🛰 NASA – Cross-site Scripting (XSS) – x100

Después de haber participado en el VDP del CGII, me motivé y decidí probar suerte con el VDP de la NASA, la agencia espacial de EEUU.

En este sentido, comencé a investigar de forma un poco incrédula, porque pensando en la NASA, el nivel de seguridad sería de alto perfil, pero no, sus sistemas son tan vulnerables como cualquier otro.

Acerca del VDP de la NASA

Todos los programas VDP funcionan diferente, desde lo que podríamos llamar “su cultura”, o sea, la forma en la que tratan o manipulan la información que reciben. No tienen leaderboard, no ofrecen recompensas, y el único incentivo hacia la comunidad de investigadores de seguridad, es la eventual posibilidad de participar en el proceso de investigación, algo extraño, considerando que los esfuerzos y recursos generalmente corren por cuenta de quien hace el reporte, sobre todo si no hay recompensas.
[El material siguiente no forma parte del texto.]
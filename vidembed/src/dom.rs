/*!
    Declarative DOM descriptions and the seams the component renders through.
*/

use std::cell::{Cell, RefCell};
use std::fmt::Write as _;
use std::rc::Rc;

use crate::error::Result;
use crate::tracking::TrackingEvent;

/**
    What a rendered node is for, so hosts can find it again.
*/
#[derive(Clone, Copy, Debug, PartialEq, Eq, Hash)]
pub enum Role {
    Placeholder,
    Title,
    PlayButton,
    Video,
}

impl Role {
    pub fn as_str(&self) -> &'static str {
        match self {
            Self::Placeholder => "placeholder",
            Self::Title => "title",
            Self::PlayButton => "play-button",
            Self::Video => "video",
        }
    }
}

/**
    Description of an element to create.
*/
#[derive(Clone, Debug, Default, PartialEq, Eq)]
pub struct Node {
    pub tag: String,
    pub role: Option<Role>,
    pub classes: Vec<String>,
    pub attributes: Vec<(String, String)>,
    pub text: Option<String>,
    pub children: Vec<Node>,
}

impl Node {
    pub fn new(tag: impl Into<String>) -> Self {
        Self {
            tag: tag.into(),
            ..Default::default()
        }
    }

    pub fn role(mut self, role: Role) -> Self {
        self.role = Some(role);
        self
    }

    pub fn class(mut self, class: impl Into<String>) -> Self {
        let class = class.into();
        if !class.is_empty() {
            self.classes.push(class);
        }
        self
    }

    pub fn classes<I, S>(self, classes: I) -> Self
    where
        I: IntoIterator<Item = S>,
        S: Into<String>,
    {
        classes.into_iter().fold(self, |node, class| node.class(class))
    }

    pub fn attr(mut self, name: impl Into<String>, value: impl Into<String>) -> Self {
        self.attributes.push((name.into(), value.into()));
        self
    }

    pub fn text(mut self, text: impl Into<String>) -> Self {
        self.text = Some(text.into());
        self
    }

    pub fn child(mut self, child: Node) -> Self {
        self.children.push(child);
        self
    }

    pub fn attribute(&self, name: &str) -> Option<&str> {
        self.attributes
            .iter()
            .find(|(n, _)| n == name)
            .map(|(_, v)| v.as_str())
    }

    /// Space-joined class list, as assigned to `className`.
    pub fn class_name(&self) -> String {
        self.classes.join(" ")
    }

    pub fn to_html(&self) -> String {
        let mut out = String::new();
        self.write_html(&mut out);
        out
    }

    fn write_html(&self, out: &mut String) {
        let _ = write!(out, "<{}", self.tag);
        if !self.classes.is_empty() {
            let _ = write!(out, " class=\"{}\"", escape(&self.class_name()));
        }
        for (name, value) in &self.attributes {
            let _ = write!(out, " {}=\"{}\"", name, escape(value));
        }
        out.push('>');

        if is_void(&self.tag) {
            return;
        }
        if let Some(text) = &self.text {
            out.push_str(&escape(text));
        }
        for child in &self.children {
            child.write_html(out);
        }
        let _ = write!(out, "</{}>", self.tag);
    }
}

fn is_void(tag: &str) -> bool {
    matches!(tag, "img" | "br" | "hr" | "input" | "source")
}

fn escape(s: &str) -> String {
    let mut out = String::with_capacity(s.len());
    for c in s.chars() {
        match c {
            '&' => out.push_str("&amp;"),
            '<' => out.push_str("&lt;"),
            '>' => out.push_str("&gt;"),
            '"' => out.push_str("&quot;"),
            _ => out.push(c),
        }
    }
    out
}

/**
    Media element events the component listens for.
*/
#[derive(Clone, Copy, Debug, PartialEq, Eq, Hash)]
pub enum MediaEvent {
    Play,
    Pause,
    Ended,
    Playing,
    Suspend,
}

impl MediaEvent {
    /// DOM event type name.
    pub fn as_str(&self) -> &'static str {
        match self {
            Self::Play => "play",
            Self::Pause => "pause",
            Self::Ended => "ended",
            Self::Playing => "playing",
            Self::Suspend => "suspend",
        }
    }
}

pub type MediaHandler = Rc<dyn Fn(MediaEvent)>;

/**
    A live media element.
*/
pub trait MediaElement {
    fn play(&self);
    fn pause(&self);
    fn focus(&self);
    /// Playback position in seconds.
    fn current_time(&self) -> f64;
    /// Duration in seconds; `NaN` while unknown.
    fn duration(&self) -> f64;
    fn on(&self, event: MediaEvent, handler: MediaHandler);
}

/**
    The container element a component renders into.
*/
pub trait Host {
    type Media: MediaElement + 'static;

    fn add_class(&self, class: &str);
    fn remove_class(&self, class: &str);
    fn append(&self, node: &Node);
    /// Remove the first child rendered with `role`.
    fn remove(&self, role: Role);
    /// Append the video node and return the live element behind it.
    fn mount_media(&self, node: &Node) -> Result<Rc<Self::Media>>;
    fn on_click(&self, role: Role, handler: Box<dyn Fn()>);
    /// Deliver a tracking event to listeners further up the page.
    fn dispatch(&self, event: &TrackingEvent);
}

/**
    In-memory media element.

    Records calls made on it and lets the caller drive position and events.
*/
pub struct VirtualMedia {
    node: Node,
    playing: Cell<bool>,
    focused: Cell<bool>,
    play_calls: Cell<usize>,
    pause_calls: Cell<usize>,
    current_time: Cell<f64>,
    duration: Cell<f64>,
    handlers: RefCell<Vec<(MediaEvent, MediaHandler)>>,
}

impl VirtualMedia {
    pub fn new(node: Node) -> Self {
        Self {
            node,
            playing: Cell::new(false),
            focused: Cell::new(false),
            play_calls: Cell::new(0),
            pause_calls: Cell::new(0),
            current_time: Cell::new(0.0),
            duration: Cell::new(f64::NAN),
            handlers: RefCell::new(Vec::new()),
        }
    }

    pub fn node(&self) -> &Node {
        &self.node
    }

    pub fn is_playing(&self) -> bool {
        self.playing.get()
    }

    pub fn is_focused(&self) -> bool {
        self.focused.get()
    }

    pub fn play_calls(&self) -> usize {
        self.play_calls.get()
    }

    pub fn pause_calls(&self) -> usize {
        self.pause_calls.get()
    }

    pub fn set_position(&self, current_time: f64, duration: f64) {
        self.current_time.set(current_time);
        self.duration.set(duration);
    }

    pub fn listener_count(&self, event: MediaEvent) -> usize {
        self.handlers
            .borrow()
            .iter()
            .filter(|(e, _)| *e == event)
            .count()
    }

    /**
        Fire `event` at every handler registered for it.
    */
    pub fn emit(&self, event: MediaEvent) {
        let handlers: Vec<MediaHandler> = self
            .handlers
            .borrow()
            .iter()
            .filter(|(e, _)| *e == event)
            .map(|(_, h)| Rc::clone(h))
            .collect();
        for handler in handlers {
            handler(event);
        }
    }
}

impl MediaElement for VirtualMedia {
    fn play(&self) {
        self.play_calls.set(self.play_calls.get() + 1);
        self.playing.set(true);
    }

    fn pause(&self) {
        self.pause_calls.set(self.pause_calls.get() + 1);
        self.playing.set(false);
    }

    fn focus(&self) {
        self.focused.set(true);
    }

    fn current_time(&self) -> f64 {
        self.current_time.get()
    }

    fn duration(&self) -> f64 {
        self.duration.get()
    }

    fn on(&self, event: MediaEvent, handler: MediaHandler) {
        self.handlers.borrow_mut().push((event, handler));
    }
}

/**
    In-memory container.

    Keeps the rendered children and container classes, the mounted media
    element, click handlers and every dispatched tracking event.
*/
#[derive(Default)]
pub struct VirtualHost {
    classes: RefCell<Vec<String>>,
    children: RefCell<Vec<Node>>,
    media: RefCell<Option<Rc<VirtualMedia>>>,
    clicks: RefCell<Vec<(Role, Rc<dyn Fn()>)>>,
    events: RefCell<Vec<TrackingEvent>>,
}

impl VirtualHost {
    pub fn new() -> Self {
        Self::default()
    }

    pub fn classes(&self) -> Vec<String> {
        self.classes.borrow().clone()
    }

    pub fn has_class(&self, class: &str) -> bool {
        self.classes.borrow().iter().any(|c| c == class)
    }

    pub fn children(&self) -> Vec<Node> {
        self.children.borrow().clone()
    }

    pub fn roles(&self) -> Vec<Option<Role>> {
        self.children.borrow().iter().map(|n| n.role).collect()
    }

    pub fn child(&self, role: Role) -> Option<Node> {
        self.children
            .borrow()
            .iter()
            .find(|n| n.role == Some(role))
            .cloned()
    }

    pub fn media(&self) -> Option<Rc<VirtualMedia>> {
        self.media.borrow().clone()
    }

    pub fn tracking_events(&self) -> Vec<TrackingEvent> {
        self.events.borrow().clone()
    }

    /**
        Simulate a click on the child rendered with `role`. Returns false when
        no such child is present or nothing listens for clicks on it.
    */
    pub fn click(&self, role: Role) -> bool {
        if self.child(role).is_none() {
            return false;
        }
        let handlers: Vec<Rc<dyn Fn()>> = self
            .clicks
            .borrow()
            .iter()
            .filter(|(r, _)| *r == role)
            .map(|(_, h)| Rc::clone(h))
            .collect();
        for handler in &handlers {
            handler();
        }
        !handlers.is_empty()
    }

    /// Container markup.
    pub fn to_html(&self) -> String {
        let container = Node::new("div")
            .classes(self.classes())
            .attr("data-n-video-source", "brightcove");
        let container = self
            .children()
            .into_iter()
            .fold(container, |node, child| node.child(child));
        container.to_html()
    }
}

impl Host for VirtualHost {
    type Media = VirtualMedia;

    fn add_class(&self, class: &str) {
        let mut classes = self.classes.borrow_mut();
        if !classes.iter().any(|c| c == class) {
            classes.push(class.to_string());
        }
    }

    fn remove_class(&self, class: &str) {
        self.classes.borrow_mut().retain(|c| c != class);
    }

    fn append(&self, node: &Node) {
        self.children.borrow_mut().push(node.clone());
    }

    fn remove(&self, role: Role) {
        let mut children = self.children.borrow_mut();
        if let Some(index) = children.iter().position(|n| n.role == Some(role)) {
            children.remove(index);
        }
        drop(children);
        self.clicks.borrow_mut().retain(|(r, _)| *r != role);
    }

    fn mount_media(&self, node: &Node) -> Result<Rc<VirtualMedia>> {
        let media = Rc::new(VirtualMedia::new(node.clone()));
        self.children.borrow_mut().push(node.clone());
        *self.media.borrow_mut() = Some(Rc::clone(&media));
        Ok(media)
    }

    fn on_click(&self, role: Role, handler: Box<dyn Fn()>) {
        self.clicks.borrow_mut().push((role, Rc::from(handler)));
    }

    fn dispatch(&self, event: &TrackingEvent) {
        self.events.borrow_mut().push(event.clone());
    }
}
fn add_placeholder<H: Host + 'static>(inner: &Rc<Inner<H>>, coordinator: &Rc<PlaybackCoordinator>) {
    let opts = inner.video.opts();

    let nodes = {
        let loaded = inner.loaded.borrow();
        let Some(loaded) = loaded.as_ref() else {
            return;
        };
        let title = opts
            .placeholder_title
            .then(|| loaded.data.name.clone().unwrap_or_default());
        placeholder_nodes(
            loaded.poster_image.as_deref(),
            inner.video.classes(),
            title.as_deref(),
            opts.play_button,
        )
    };

    inner.host.add_class(PLACEHOLDER_CLASS);
    for node in &nodes {
        inner.host.append(node);
    }
    inner.state.set(VideoState::Placeholder);

    if opts.play_button {
        let weak = Rc::downgrade(inner);
        let coordinator = Rc::clone(coordinator);
        inner.host.on_click(
            Role::PlayButton,
            Box::new(move || {
                if let Some(inner) = weak.upgrade() {
                    activate(&inner, &coordinator);
                }
            }),
        );
    }
}

/**
    Swap the placeholder for the video element and start playback.
*/
fn activate<H: Host + 'static>(inner: &Rc<Inner<H>>, coordinator: &Rc<PlaybackCoordinator>) {
    if inner.state.get() != VideoState::Placeholder {
        return;
    }
    log::debug!("[brightcove] Play requested for {}", inner.video.id());

    inner.host.remove(Role::PlayButton);
    if inner.video.opts().placeholder_title {
        inner.host.remove(Role::Title);
    }
    remove_placeholder(inner);

    if let Some(media) = add_video(inner, coordinator) {
        media.play();
        media.focus();
    }
}

fn remove_placeholder<H: Host>(inner: &Inner<H>) {
    inner.host.remove_class(PLACEHOLDER_CLASS);
    inner.host.remove(Role::Placeholder);
}

fn tracking_handler<H: Host + 'static>(inner: &Rc<Inner<H>>) -> MediaHandler {
    let weak = Rc::downgrade(inner);
    Rc::new(move |event: MediaEvent| {
        let Some(inner) = weak.upgrade() else {
            return;
        };
        let tracking = TrackingEvent::media(inner.video.id(), event, inner.video.progress());
        inner.host.dispatch(&tracking);
    })
}

fn state_handler<H: Host + 'static>(inner: &Rc<Inner<H>>) -> MediaHandler {
    let weak = Rc::downgrade(inner);
    Rc::new(move |event: MediaEvent| {
        let Some(inner) = weak.upgrade() else {
            return;
        };
        let state = match event {
            MediaEvent::Play | MediaEvent::Playing => VideoState::Playing,
            MediaEvent::Pause => VideoState::Paused,
            MediaEvent::Ended => VideoState::Ended,
            MediaEvent::Suspend => return,
        };
        inner.state.set(state);
    })
}
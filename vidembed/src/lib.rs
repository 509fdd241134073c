/*!
    Brightcove video embed component.

    A component fetches metadata for a video id, picks a rendition, and renders
    either a placeholder (poster, optional title and play button) or a native
    video element into its host container. All components on a page share a
    [`PlaybackCoordinator`] so that starting one video pauses the others.

    DOM work goes through the [`Host`] seam. [`VirtualHost`] keeps everything in
    memory; the `web` feature provides a binding to the real DOM.
*/

mod brightcove;
mod coordinator;
mod dom;
mod error;
mod fetch;
mod metadata;
mod poster;
mod render;
mod rendition;
mod tracking;
mod video;

#[cfg(feature = "web")]
pub mod web;

pub use brightcove::{Brightcove, VideoState};
pub use coordinator::PlaybackCoordinator;
pub use dom::{Host, MediaElement, MediaEvent, MediaHandler, Node, Role, VirtualHost, VirtualMedia};
pub use error::{Error, Result};
pub use fetch::{DEFAULT_API_BASE, Endpoints, MetadataClient, MetadataSource};
pub use metadata::{Rendition, VideoInfo, VideoMetadata};
pub use poster::{DEFAULT_IMAGE_BASE, poster_url, update_poster_url};
pub use render::{placeholder_nodes, video_node};
pub use rendition::{AppropriateRendition, RenditionSelector};
pub use tracking::{TRACKING_EVENT, TrackingEvent};
pub use video::{Video, VideoOptions};
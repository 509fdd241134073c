use thiserror::Error;

/// Errors raised by the video component.
#[derive(Debug, Error)]
pub enum Error {
    // ── Metadata fetch ────────────────────────────────────────────────
    #[error("Brightcove responded with a {status} ({status_text}) for id {id}")]
    Status {
        id: String,
        status: u16,
        status_text: String,
    },
    #[error("metadata request failed: {0}")]
    Http(#[from] reqwest::Error),

    // ── Metadata projection ───────────────────────────────────────────
    #[error("video data has not been loaded for id {id}")]
    NotLoaded { id: String },
    #[error("invalid published date {0:?}")]
    InvalidDate(Option<String>),

    // ── Browser binding ───────────────────────────────────────────────
    #[error("DOM operation failed: {0}")]
    Dom(String),
}

pub type Result<T, E = Error> = std::result::Result<T, E>;
use chrono::{DateTime, Datelike, TimeZone, Utc};
use serde::de::DeserializeOwned;
use serde::{Deserialize, Deserializer, Serialize};
use serde_json::{Map, Value};

use crate::error::{Error, Result};

/**
    Video metadata as returned by the video API.

    Every field is optional: a response missing fields, or carrying a field of
    the wrong type, still loads, and the gaps show up as `None` in
    [`VideoInfo`].
*/
#[derive(Clone, Debug, Default, PartialEq, Deserialize, Serialize)]
#[serde(rename_all = "camelCase")]
pub struct VideoMetadata {
    #[serde(default, deserialize_with = "string_or_number")]
    pub id: Option<String>,
    #[serde(default, deserialize_with = "lenient")]
    pub name: Option<String>,
    /// Duration in milliseconds.
    #[serde(default, deserialize_with = "lenient")]
    pub length: Option<u64>,
    /// Epoch milliseconds, delivered as a string by the API. An explicit
    /// `null` reads as an empty string, i.e. epoch zero.
    #[serde(default, deserialize_with = "published_date")]
    pub published_date: Option<String>,
    #[serde(default, deserialize_with = "lenient")]
    pub long_description: Option<String>,
    #[serde(default, deserialize_with = "lenient")]
    pub short_description: Option<String>,
    #[serde(default, deserialize_with = "lenient")]
    pub tags: Vec<String>,
    #[serde(default, deserialize_with = "lenient")]
    pub renditions: Vec<Rendition>,
    #[serde(default, rename = "videoStillURL", deserialize_with = "lenient")]
    pub video_still_url: Option<String>,
}

/**
    One encoded variant of a video.
*/
#[derive(Clone, Debug, Default, PartialEq, Deserialize, Serialize)]
#[serde(rename_all = "camelCase")]
pub struct Rendition {
    #[serde(default, deserialize_with = "lenient")]
    pub url: String,
    /// Bitrate in bits per second.
    #[serde(default, deserialize_with = "lenient")]
    pub encoding_rate: Option<u64>,
    #[serde(default, deserialize_with = "lenient")]
    pub frame_width: Option<u32>,
    #[serde(default, deserialize_with = "lenient")]
    pub frame_height: Option<u32>,
    /// File size in bytes.
    #[serde(default, deserialize_with = "lenient")]
    pub size: Option<u64>,
    #[serde(default, deserialize_with = "lenient")]
    pub video_codec: Option<String>,
    /// Container format, e.g. `MP4` or `M2TS`.
    #[serde(default, deserialize_with = "lenient")]
    pub video_container: Option<String>,
    #[serde(default, deserialize_with = "lenient")]
    pub audio_only: Option<bool>,
    /// Any other attributes the API sends.
    #[serde(flatten)]
    pub extra: Map<String, Value>,
}

/**
    Display-ready projection of [`VideoMetadata`].
*/
#[derive(Clone, Debug, PartialEq, Serialize)]
#[serde(rename_all = "camelCase")]
pub struct VideoInfo {
    pub poster_image: Option<String>,
    pub id: Option<String>,
    pub length: Option<u64>,
    pub long_description: Option<String>,
    pub name: Option<String>,
    /// ISO-8601 with milliseconds, e.g. `1970-01-01T00:00:00.000Z`.
    pub published_date: String,
    /// e.g. `Thu, 01 Jan 1970 00:00:00 GMT`.
    pub published_date_readable: String,
    pub short_description: Option<String>,
    pub tags: Vec<String>,
}

impl VideoMetadata {
    /**
        Parse the published date into a UTC datetime.

        Follows numeric coercion of the raw value: surrounding whitespace is
        ignored, an empty string is epoch zero and fractional milliseconds are
        truncated.
    */
    pub fn published_at(&self) -> Option<DateTime<Utc>> {
        let raw = self.published_date.as_deref()?.trim();
        let millis = if raw.is_empty() {
            0.0
        } else {
            raw.parse::<f64>().ok()?
        };
        if !millis.is_finite() {
            return None;
        }
        Utc.timestamp_millis_opt(millis.trunc() as i64).single()
    }

    /**
        Project into a [`VideoInfo`], attaching the computed poster URL.
    */
    pub fn info(&self, poster_image: Option<&str>) -> Result<VideoInfo> {
        let date = self
            .published_at()
            .ok_or_else(|| Error::InvalidDate(self.published_date.clone()))?;

        Ok(VideoInfo {
            poster_image: poster_image.map(str::to_string),
            id: self.id.clone(),
            length: self.length,
            long_description: self.long_description.clone(),
            name: self.name.clone(),
            published_date: iso_string(&date),
            published_date_readable: utc_string(&date),
            short_description: self.short_description.clone(),
            tags: self.tags.clone(),
        })
    }
}

/// `toISOString` layout: years outside 0000-9999 get a sign and six digits.
fn iso_string(date: &DateTime<Utc>) -> String {
    let year = date.year();
    let year = if (0..=9999).contains(&year) {
        format!("{:04}", year)
    } else {
        let sign = if year < 0 { '-' } else { '+' };
        format!("{}{:06}", sign, year.unsigned_abs())
    };
    format!("{}{}", year, date.format("-%m-%dT%H:%M:%S%.3fZ"))
}

/// `toUTCString` layout: at least four year digits, `-` for negative years.
fn utc_string(date: &DateTime<Utc>) -> String {
    let year = date.year();
    let year = if year < 0 {
        format!("-{:04}", year.unsigned_abs())
    } else {
        format!("{:04}", year)
    };
    format!(
        "{}{}{}",
        date.format("%a, %d %b "),
        year,
        date.format(" %H:%M:%S GMT")
    )
}

/// Strings and numbers as text; anything else is absent.
fn as_text(value: Value) -> Option<String> {
    match value {
        Value::String(s) => Some(s),
        Value::Number(n) => Some(n.to_string()),
        _ => None,
    }
}

fn string_or_number<'de, D>(deserializer: D) -> Result<Option<String>, D::Error>
where
    D: Deserializer<'de>,
{
    Ok(as_text(Value::deserialize(deserializer)?))
}

fn published_date<'de, D>(deserializer: D) -> Result<Option<String>, D::Error>
where
    D: Deserializer<'de>,
{
    // Only called when the key is present; a missing key stays `None`
    Ok(match Value::deserialize(deserializer)? {
        Value::Null => Some(String::new()),
        value => as_text(value),
    })
}

/// Falls back to the default (`None`, empty) when the value has the wrong
/// type or is out of range.
fn lenient<'de, D, T>(deserializer: D) -> Result<T, D::Error>
where
    D: Deserializer<'de>,
    T: DeserializeOwned + Default,
{
    let value = Value::deserialize(deserializer)?;
    Ok(T::deserialize(value).unwrap_or_default())
}
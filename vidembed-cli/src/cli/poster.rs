use anyhow::Result;
use clap::Parser;
use vidembed::{Endpoints, poster_url};

#[derive(Parser, Debug)]
pub struct PosterCommand {
    /// Raw image reference, usually the video still URL
    pub image: String,

    /// Scale the image down to this width
    #[arg(long)]
    pub width: Option<u32>,
}

impl PosterCommand {
    pub fn run(self, endpoints: &Endpoints) -> Result<()> {
        println!("{}", poster_url(&endpoints.image_base, &self.image, self.width));
        Ok(())
    }
}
La política del programa:

Cross-site Scripting (XSS) – x100

Entonces, ni siquiera fue necesario realizar procedimientos avanzados para la generación de payloads XSS, simplemente, un CVE, me permitió inyectar código JavaScript en casi 100 subdominios diferentes de la NASA, y como no tienen leaderboard, utilicé Open Bug Bounty como plataforma de registro, ya que el VDP de la NASA pide 90 días para disclosure, y Open Bug Bounty de forma automática se encarga de respetar esta práctica internacional para el disclosure de vulnerabilidades.

Corrección de Vulnerabilidades

Después de algunos días, la NASA comenzó a corregir las vulnerabilidades detectadas, y Open Bug Bounty realizó una verificación masiva, otorgándome el reconocimiento en curso:

 

Más XSS en la NASA

Como si fuera poco, tengo más vulnerabilidades XSS en diversos dominios de la NASA que aún no son reportados, y que no sé si por ahora, los publique en Open Bug Bounty. 🤣🤣

Conclusión

No hay que dejarse llevar por los renombres de las empresas u organizaciones y finalmente, atreverse creo, no convertirse en presa del síndrome del impostor.